**What the task requires:** Take the lines below from the first through the one that contains "Deepest nesting accepted" and copy them exactly.

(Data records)
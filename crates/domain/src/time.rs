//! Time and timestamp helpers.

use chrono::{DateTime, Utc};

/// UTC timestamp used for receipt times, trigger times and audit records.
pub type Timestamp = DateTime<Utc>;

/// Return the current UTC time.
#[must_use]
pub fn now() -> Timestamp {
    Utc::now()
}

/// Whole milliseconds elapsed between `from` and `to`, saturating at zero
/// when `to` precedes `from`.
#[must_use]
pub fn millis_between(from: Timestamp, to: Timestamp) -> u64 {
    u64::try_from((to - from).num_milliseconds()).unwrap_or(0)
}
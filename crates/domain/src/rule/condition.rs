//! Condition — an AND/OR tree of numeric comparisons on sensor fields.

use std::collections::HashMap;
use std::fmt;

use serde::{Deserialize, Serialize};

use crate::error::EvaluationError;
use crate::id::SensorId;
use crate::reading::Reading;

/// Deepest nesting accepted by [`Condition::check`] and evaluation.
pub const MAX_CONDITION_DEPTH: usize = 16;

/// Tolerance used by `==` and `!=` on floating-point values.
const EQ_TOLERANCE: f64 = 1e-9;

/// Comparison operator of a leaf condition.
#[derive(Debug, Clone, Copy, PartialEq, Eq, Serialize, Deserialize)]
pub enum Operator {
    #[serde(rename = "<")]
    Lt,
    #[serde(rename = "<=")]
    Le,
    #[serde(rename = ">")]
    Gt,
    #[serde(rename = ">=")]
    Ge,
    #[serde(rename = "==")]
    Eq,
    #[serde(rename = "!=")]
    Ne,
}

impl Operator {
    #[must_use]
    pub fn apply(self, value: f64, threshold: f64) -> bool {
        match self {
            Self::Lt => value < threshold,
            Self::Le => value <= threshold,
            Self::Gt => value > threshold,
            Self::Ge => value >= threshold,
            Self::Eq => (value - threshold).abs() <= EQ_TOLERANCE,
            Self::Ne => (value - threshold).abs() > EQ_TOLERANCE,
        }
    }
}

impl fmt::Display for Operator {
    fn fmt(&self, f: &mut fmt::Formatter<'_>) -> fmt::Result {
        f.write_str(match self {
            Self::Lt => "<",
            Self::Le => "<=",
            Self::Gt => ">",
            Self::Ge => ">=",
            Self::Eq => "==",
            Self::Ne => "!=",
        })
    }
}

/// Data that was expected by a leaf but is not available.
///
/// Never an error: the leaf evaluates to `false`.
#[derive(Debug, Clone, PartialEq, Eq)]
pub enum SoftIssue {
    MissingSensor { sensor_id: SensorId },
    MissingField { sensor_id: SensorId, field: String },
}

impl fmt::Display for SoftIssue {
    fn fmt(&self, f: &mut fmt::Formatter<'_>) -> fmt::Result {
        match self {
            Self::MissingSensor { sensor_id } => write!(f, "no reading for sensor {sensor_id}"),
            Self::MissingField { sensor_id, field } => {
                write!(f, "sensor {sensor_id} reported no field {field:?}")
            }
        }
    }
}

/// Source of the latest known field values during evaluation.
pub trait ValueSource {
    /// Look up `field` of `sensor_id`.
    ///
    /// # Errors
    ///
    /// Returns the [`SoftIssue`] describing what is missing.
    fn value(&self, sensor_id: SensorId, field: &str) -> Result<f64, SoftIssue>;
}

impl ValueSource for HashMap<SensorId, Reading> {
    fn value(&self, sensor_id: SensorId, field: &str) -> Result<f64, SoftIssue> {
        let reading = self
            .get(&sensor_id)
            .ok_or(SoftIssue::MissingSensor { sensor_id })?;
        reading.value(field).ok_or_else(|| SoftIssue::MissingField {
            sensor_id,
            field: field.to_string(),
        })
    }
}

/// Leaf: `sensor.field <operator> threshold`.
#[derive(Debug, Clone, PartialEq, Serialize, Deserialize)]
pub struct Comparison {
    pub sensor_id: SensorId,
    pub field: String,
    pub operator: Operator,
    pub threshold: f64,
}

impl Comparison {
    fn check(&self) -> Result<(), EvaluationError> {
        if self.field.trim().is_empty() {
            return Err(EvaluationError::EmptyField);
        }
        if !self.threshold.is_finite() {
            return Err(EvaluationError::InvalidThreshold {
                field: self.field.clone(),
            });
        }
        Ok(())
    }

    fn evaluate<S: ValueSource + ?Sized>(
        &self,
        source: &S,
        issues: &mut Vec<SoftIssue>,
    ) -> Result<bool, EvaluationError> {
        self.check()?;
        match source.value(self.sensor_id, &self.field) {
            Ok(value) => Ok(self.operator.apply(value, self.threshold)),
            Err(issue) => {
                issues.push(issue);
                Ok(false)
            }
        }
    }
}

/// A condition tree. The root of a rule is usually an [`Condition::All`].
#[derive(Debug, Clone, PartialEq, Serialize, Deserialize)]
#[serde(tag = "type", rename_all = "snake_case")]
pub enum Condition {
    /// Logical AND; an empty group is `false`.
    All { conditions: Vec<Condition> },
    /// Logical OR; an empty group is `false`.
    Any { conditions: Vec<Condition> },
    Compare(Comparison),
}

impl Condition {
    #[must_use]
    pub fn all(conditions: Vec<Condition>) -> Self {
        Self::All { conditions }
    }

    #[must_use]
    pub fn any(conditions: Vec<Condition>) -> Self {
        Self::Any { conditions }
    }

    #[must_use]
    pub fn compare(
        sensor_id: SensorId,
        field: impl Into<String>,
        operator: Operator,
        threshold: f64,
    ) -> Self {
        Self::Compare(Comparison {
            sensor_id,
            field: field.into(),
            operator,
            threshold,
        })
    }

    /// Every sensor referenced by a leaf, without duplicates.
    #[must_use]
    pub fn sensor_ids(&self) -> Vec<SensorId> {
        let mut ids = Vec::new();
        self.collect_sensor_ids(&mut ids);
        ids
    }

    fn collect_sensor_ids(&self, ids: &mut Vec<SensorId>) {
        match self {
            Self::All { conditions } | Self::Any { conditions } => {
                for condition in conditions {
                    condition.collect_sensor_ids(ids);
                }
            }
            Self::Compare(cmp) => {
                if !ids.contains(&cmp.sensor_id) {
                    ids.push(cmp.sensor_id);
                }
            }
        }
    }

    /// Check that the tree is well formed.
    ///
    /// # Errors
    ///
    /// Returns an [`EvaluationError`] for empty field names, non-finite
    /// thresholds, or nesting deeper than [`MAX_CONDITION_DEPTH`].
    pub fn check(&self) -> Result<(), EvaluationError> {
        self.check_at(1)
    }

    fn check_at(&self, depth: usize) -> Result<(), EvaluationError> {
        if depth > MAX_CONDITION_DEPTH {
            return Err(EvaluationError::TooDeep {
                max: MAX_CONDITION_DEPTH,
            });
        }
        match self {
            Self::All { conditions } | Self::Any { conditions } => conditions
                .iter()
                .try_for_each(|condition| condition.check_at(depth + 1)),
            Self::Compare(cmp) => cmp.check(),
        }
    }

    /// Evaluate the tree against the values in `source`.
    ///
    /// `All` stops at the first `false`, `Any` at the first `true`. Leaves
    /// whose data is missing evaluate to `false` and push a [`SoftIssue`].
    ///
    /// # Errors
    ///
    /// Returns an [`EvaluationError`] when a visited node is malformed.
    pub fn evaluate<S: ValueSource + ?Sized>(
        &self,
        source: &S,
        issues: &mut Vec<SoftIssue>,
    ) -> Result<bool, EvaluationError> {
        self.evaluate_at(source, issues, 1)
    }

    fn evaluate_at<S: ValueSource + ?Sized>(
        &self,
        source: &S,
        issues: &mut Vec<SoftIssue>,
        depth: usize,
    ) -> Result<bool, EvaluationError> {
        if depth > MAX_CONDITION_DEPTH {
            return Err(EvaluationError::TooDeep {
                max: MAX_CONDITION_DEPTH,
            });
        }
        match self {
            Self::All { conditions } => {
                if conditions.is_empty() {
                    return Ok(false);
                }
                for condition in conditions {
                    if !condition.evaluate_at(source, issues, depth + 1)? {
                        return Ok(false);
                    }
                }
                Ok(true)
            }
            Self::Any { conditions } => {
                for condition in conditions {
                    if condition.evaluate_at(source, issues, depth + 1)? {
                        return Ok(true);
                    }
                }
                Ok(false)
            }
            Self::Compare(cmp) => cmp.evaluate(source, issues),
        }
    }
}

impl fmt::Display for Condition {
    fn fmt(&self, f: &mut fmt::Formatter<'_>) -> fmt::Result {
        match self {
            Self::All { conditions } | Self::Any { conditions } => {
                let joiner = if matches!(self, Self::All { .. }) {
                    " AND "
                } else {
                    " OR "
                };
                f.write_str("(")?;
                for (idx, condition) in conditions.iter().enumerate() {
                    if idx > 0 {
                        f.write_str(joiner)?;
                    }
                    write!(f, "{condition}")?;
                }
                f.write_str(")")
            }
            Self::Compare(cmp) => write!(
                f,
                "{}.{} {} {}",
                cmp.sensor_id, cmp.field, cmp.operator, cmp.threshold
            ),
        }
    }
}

**Output:**
filename crates/domain/src/time.rs
//! Time and timestamp helpers.

use chrono::{DateTime, Utc};

/// UTC timestamp used for receipt times, trigger times and audit records.
pub type Timestamp = DateTime<Utc>;

/// Return the current UTC time.
#[must_use]
pub fn now() -> Timestamp {
    Utc::now()
}

/// Whole milliseconds elapsed between `from` and `to`, saturating at zero
/// when `to` precedes `from`.
#[must_use]
pub fn millis_between(from: Timestamp, to: Timestamp) -> u64 {
    u64::try_from((to - from).num_milliseconds()).unwrap_or(0)
}
filename crates/domain/src/rule/condition.rs
//! Condition — an AND/OR tree of numeric comparisons on sensor fields.

use std::collections::HashMap;
use std::fmt;

use serde::{Deserialize, Serialize};

use crate::error::EvaluationError;
use crate::id::SensorId;
use crate::reading::Reading;

/// Deepest nesting accepted by [`Condition::check`] and evaluation.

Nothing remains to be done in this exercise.